テスト週間中も彼は遊ばずに、翌日のテスト範囲の勉強をしたりと大真面目です。
やる時はやる男の人って、素敵!
「あれ、お前そんなに頭良かったっけ?」
テストの返却当日、彼がクラスメイトに意外そうに言われているのを見て微笑ましくなる。
自惚れかもしれないが、私のおかげで彼は無事にテストと突破。
夏休みの補習だって無くなった。これで彼との時間がまた増える。
……あれ? むしろ彼と補習の方がシチュエーション的には美味しいのでは?
と少し勿体なく思っていると、放課後に担任の先生に呼ばれる。
「お前、試験中ほとんど前の方の席を見てたそうじゃないか」
「……!」
なんてことだ、いつもの癖で彼の方の席を見ていたらカンニング扱いされてしまった。
そりゃそうだ、普段の授業中ならともかくテスト中まで彼の席ばかり見ていたらカンニングだと思われても仕方がない。

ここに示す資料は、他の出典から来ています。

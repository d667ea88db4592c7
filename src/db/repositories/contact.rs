//! Contact inquiry repository

use crate::db::DynDatabasePool;
use crate::models::ContactInquiry;
use anyhow::{Context, Result};
use async_trait::async_trait;
use sqlx::Row;
use std::sync::Arc;

#[async_trait]
pub trait ContactRepository: Send + Sync {
    async fn create(&self, inquiry: &ContactInquiry) -> Result<ContactInquiry>;
    async fn count(&self) -> Result<i64>;
}

pub struct SqlxContactRepository {
    pool: DynDatabasePool,
}

impl SqlxContactRepository {
    pub fn new(pool: DynDatabasePool) -> Self {
        Self { pool }
    }

    pub fn boxed(pool: DynDatabasePool) -> Arc<dyn ContactRepository> {
        Arc::new(Self::new(pool))
    }
}

#[async_trait]
impl ContactRepository for SqlxContactRepository {
    async fn create(&self, inquiry: &ContactInquiry) -> Result<ContactInquiry> {
        sqlx::query(
            r#"
            INSERT INTO contacts (id, name, email, subject, message, date)
            VALUES (?, ?, ?, ?, ?, ?)
            "#,
        )
        .bind(&inquiry.id)
        .bind(&inquiry.name)
        .bind(&inquiry.email)
        .bind(&inquiry.subject)
        .bind(&inquiry.message)
        .bind(inquiry.date)
        .execute(self.pool.sqlite())
        .await
        .context("Failed to store contact inquiry")?;

        Ok(inquiry.clone())
    }

    async fn count(&self) -> Result<i64> {
        let row = sqlx::query("SELECT COUNT(*) as count FROM contacts")
            .fetch_one(self.pool.sqlite())
            .await
            .context("Failed to count contact inquiries")?;

        Ok(row.get("count"))
    }
}
//! Blog post model

use chrono::{DateTime, Utc};
use serde::{Deserialize, Serialize};

/// Category used when a post is created without one
pub const DEFAULT_CATEGORY: &str = "Insights";

/// A published blog post.
///
/// Posts are created and deleted by admins and are otherwise immutable.
#[derive(Debug, Clone, PartialEq, Eq, Serialize, Deserialize)]
#[serde(rename_all = "camelCase")]
pub struct BlogPost {
    pub id: String,
    pub title: String,
    pub content: String,
    /// Display name of the admin who wrote the post
    pub author: String,
    /// Publication time
    pub date: DateTime<Utc>,
    pub category: String,
    #[serde(default)]
    pub image: Option<String>,
}

/// Input for creating a blog post
#[derive(Debug, Clone, Default, PartialEq, Eq, Serialize, Deserialize)]
#[serde(rename_all = "camelCase")]
pub struct CreateBlogInput {
    #[serde(default)]
    pub title: String,
    #[serde(default)]
    pub content: String,
    #[serde(default, skip_serializing_if = "Option::is_none")]
    pub category: Option<String>,
    #[serde(default, skip_serializing_if = "Option::is_none")]
    pub image: Option<String>,
}

impl CreateBlogInput {
    pub fn new(title: impl Into<String>, content: impl Into<String>) -> Self {
        Self {
            title: title.into(),
            content: content.into(),
            category: None,
            image: None,
        }
    }

    /// Set the category
    pub fn with_category(mut self, category: impl Into<String>) -> Self {
        self.category = Some(category.into());
        self
    }

    /// Set the cover image
    pub fn with_image(mut self, image: impl Into<String>) -> Self {
        self.image = Some(image.into());
        self
    }

    /// Category to store, falling back to the default for absent or blank values
    pub fn resolved_category(&self) -> String {
        match self.category.as_deref().map(str::trim) {
            Some(category) if !category.is_empty() => category.to_string(),
            _ => DEFAULT_CATEGORY.to_string(),
        }
    }

    /// Image to store; blank values become `None`
    pub fn resolved_image(&self) -> Option<String> {
        self.image
            .as_deref()
            .map(str::trim)
            .filter(|image| !image.is_empty())
            .map(str::to_string)
    }
}
//! Push Types
//!
//! Target, retry schedule and per-event delivery state for outbound pushes.

use std::time::Duration;

use reqwest::StatusCode;
use serde_json::Value;
use thiserror::Error;

use crate::config::MIN_POST_TIMEOUT_SECS;

/// Total delivery attempts per event.
pub const MAX_ATTEMPTS: u32 = 5;

/// Wait before the first retry.
pub const BASE_RETRY_WAIT: Duration = Duration::from_millis(500);

/// Upper bound for any single retry wait.
pub const MAX_RETRY_WAIT: Duration = Duration::from_millis(5000);

/// User agent sent with every push.
pub const USER_AGENT: &str = "CQHttp/4.15.0";

/// Destination and credentials for outbound event delivery.
///
/// Built once at startup and never mutated.
#[derive(Debug, Clone)]
pub struct PushTarget {
    pub url: String,
    pub secret: Option<String>,
    pub timeout: Duration,
}

impl PushTarget {
    /// Create a target, applying the timeout floor and ignoring an empty secret.
    pub fn new(url: impl Into<String>, secret: Option<String>, timeout_secs: u64) -> Self {
        Self {
            url: url.into(),
            secret: secret.filter(|s| !s.is_empty()),
            timeout: Duration::from_secs(timeout_secs.max(MIN_POST_TIMEOUT_SECS)),
        }
    }
}

/// Exponential backoff schedule for one event.
#[derive(Debug, Clone, Copy, PartialEq, Eq)]
pub struct RetryPolicy {
    pub max_attempts: u32,
    pub base_wait: Duration,
    pub max_wait: Duration,
}

impl Default for RetryPolicy {
    fn default() -> Self {
        Self {
            max_attempts: MAX_ATTEMPTS,
            base_wait: BASE_RETRY_WAIT,
            max_wait: MAX_RETRY_WAIT,
        }
    }
}

impl RetryPolicy {
    /// Wait after failed attempt number `attempt` (1-based).
    pub fn delay_after(&self, attempt: u32) -> Duration {
        let factor = 1u32.checked_shl(attempt.saturating_sub(1)).unwrap_or(u32::MAX);
        self.base_wait.saturating_mul(factor).min(self.max_wait)
    }
}

/// Delivery state machine for a single event.
#[derive(Debug, Clone, Copy, PartialEq, Eq)]
pub enum DeliveryState {
    Pending,
    Sending { attempt: u32 },
    Retrying { attempt: u32, wait: Duration },
    Delivered { attempts: u32 },
    Exhausted { attempts: u32 },
}

impl DeliveryState {
    pub const fn is_terminal(&self) -> bool {
        matches!(self, Self::Delivered { .. } | Self::Exhausted { .. })
    }
}

/// Final result of pushing one event.
#[derive(Debug)]
pub enum DeliveryOutcome {
    /// The collector accepted the event; `feedback` is its JSON reply, if any.
    Delivered {
        attempts: u32,
        feedback: Option<Value>,
    },
    /// Every attempt failed; the event was dropped.
    Exhausted { attempts: u32, last_error: PushError },
}

impl DeliveryOutcome {
    pub const fn attempts(&self) -> u32 {
        match self {
            Self::Delivered { attempts, .. } | Self::Exhausted { attempts, .. } => *attempts,
        }
    }

    pub const fn is_delivered(&self) -> bool {
        matches!(self, Self::Delivered { .. })
    }
}

/// Failure of a single delivery attempt.
#[derive(Error, Debug)]
pub enum PushError {
    #[error("Request timed out")]
    Timeout,
    #[error("Transport error: {0}")]
    Transport(#[from] reqwest::Error),
    #[error("Collector answered HTTP {0}")]
    Status(StatusCode),
    #[error("Failed to serialize event: {0}")]
    Serialize(#[from] serde_json::Error),
}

「成績のいいお前がそんな事するとは思ってはいないが……どうなんだ?」
「……」
首を振って精一杯否定する。違うんですカンニングじゃないんですストーキングなんです。
喋って弁解することができないためどうしたものかとうつむいていると、
「ちょっと先生、こちらへ」
担任の先生が別の先生に呼ばれて何やら耳打ちをされている。
ストーカーイヤーでこっそり聞くに、
「彼女には手出ししちゃ駄目だって言われてるじゃないですか」
「しかしなあ……」
「いいから放っておきましょう」
大体こんな感じの会話。
うわあこれ絶対私の実家絡みだよね。
「まあお前は普段から真面目だしやってないと信じてはいるがな、疑われるようなことをするんじゃないぞ」
「……」
割と権力に屈しない先生にペコリと一礼をして職員室を出る。
教室に戻る頃には丁度彼が帰り支度を終えて教室を出ようとするところだったので、私もすぐに彼を追う。
それにしてもこの間席替えした時彼の隣の席になる選択肢を私は選ばなかったが、
もしも選んでいたら完全に私はカンニング犯でしょっぴかれていたことだろう。
ストーキングとカンニングは紙一重。少し間違えれば犯罪になるということか。
……いや、ストーキングも犯罪だった。